→ Task statement
Each line below with the string "ProgressStore" should be copied.
[[ Exercise materials open ]]
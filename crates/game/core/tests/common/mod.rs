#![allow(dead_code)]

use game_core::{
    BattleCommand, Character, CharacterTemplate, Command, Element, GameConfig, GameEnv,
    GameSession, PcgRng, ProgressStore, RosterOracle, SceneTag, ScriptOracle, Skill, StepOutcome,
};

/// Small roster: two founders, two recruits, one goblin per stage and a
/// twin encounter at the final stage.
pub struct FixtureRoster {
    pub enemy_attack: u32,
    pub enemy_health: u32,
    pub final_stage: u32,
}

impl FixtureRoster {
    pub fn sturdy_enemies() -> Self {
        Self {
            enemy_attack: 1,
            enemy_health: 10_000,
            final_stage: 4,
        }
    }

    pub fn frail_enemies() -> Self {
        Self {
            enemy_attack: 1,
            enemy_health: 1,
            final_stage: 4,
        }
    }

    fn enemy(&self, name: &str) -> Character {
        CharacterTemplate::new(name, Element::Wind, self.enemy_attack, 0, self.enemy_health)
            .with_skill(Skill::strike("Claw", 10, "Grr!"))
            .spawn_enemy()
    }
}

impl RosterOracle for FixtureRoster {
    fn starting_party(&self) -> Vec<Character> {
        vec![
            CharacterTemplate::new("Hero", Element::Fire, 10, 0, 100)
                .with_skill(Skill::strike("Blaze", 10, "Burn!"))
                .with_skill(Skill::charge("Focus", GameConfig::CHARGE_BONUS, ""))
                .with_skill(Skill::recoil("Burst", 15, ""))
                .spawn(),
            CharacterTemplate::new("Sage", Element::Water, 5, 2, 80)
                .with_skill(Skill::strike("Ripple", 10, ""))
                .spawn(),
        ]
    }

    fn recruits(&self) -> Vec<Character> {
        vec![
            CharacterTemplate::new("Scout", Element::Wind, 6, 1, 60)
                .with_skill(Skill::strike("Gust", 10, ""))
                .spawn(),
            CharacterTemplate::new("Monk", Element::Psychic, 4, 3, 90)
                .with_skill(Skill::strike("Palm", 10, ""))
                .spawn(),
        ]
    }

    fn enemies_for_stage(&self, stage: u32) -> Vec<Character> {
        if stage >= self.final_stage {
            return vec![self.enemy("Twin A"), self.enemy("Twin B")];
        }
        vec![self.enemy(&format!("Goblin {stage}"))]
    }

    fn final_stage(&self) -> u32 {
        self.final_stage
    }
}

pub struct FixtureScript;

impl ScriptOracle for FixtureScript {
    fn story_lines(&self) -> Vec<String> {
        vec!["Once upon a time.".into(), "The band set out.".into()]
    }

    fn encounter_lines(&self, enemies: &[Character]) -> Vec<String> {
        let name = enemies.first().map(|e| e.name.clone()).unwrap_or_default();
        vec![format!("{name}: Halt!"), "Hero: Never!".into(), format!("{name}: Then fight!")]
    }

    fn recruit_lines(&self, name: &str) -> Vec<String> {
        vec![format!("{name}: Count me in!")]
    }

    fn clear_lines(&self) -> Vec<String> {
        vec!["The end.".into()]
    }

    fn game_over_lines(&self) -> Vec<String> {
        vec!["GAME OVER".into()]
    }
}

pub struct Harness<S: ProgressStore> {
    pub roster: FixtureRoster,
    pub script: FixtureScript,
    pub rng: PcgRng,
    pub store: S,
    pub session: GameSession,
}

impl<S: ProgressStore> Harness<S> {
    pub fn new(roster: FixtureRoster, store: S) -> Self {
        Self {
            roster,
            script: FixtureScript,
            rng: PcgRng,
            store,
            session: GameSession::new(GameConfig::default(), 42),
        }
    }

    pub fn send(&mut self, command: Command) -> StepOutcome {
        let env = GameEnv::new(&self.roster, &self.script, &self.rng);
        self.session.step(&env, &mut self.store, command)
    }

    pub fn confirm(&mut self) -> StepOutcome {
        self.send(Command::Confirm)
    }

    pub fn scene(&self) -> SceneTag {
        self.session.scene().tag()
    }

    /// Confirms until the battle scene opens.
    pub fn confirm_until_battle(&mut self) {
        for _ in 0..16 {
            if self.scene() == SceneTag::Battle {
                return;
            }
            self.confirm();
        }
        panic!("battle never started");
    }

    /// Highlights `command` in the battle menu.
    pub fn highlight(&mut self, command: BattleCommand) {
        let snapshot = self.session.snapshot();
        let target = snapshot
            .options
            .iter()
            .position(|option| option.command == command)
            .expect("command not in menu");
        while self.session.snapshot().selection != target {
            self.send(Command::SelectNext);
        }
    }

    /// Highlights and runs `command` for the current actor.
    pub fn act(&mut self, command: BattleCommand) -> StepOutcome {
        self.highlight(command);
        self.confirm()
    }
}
[[ Exercise materials closed ]]
→ Written answer
    GameSession, PcgRng, ProgressStore, RosterOracle, SceneTag, ScriptOracle, Skill, StepOutcome,
pub struct Harness<S: ProgressStore> {
impl<S: ProgressStore> Harness<S> {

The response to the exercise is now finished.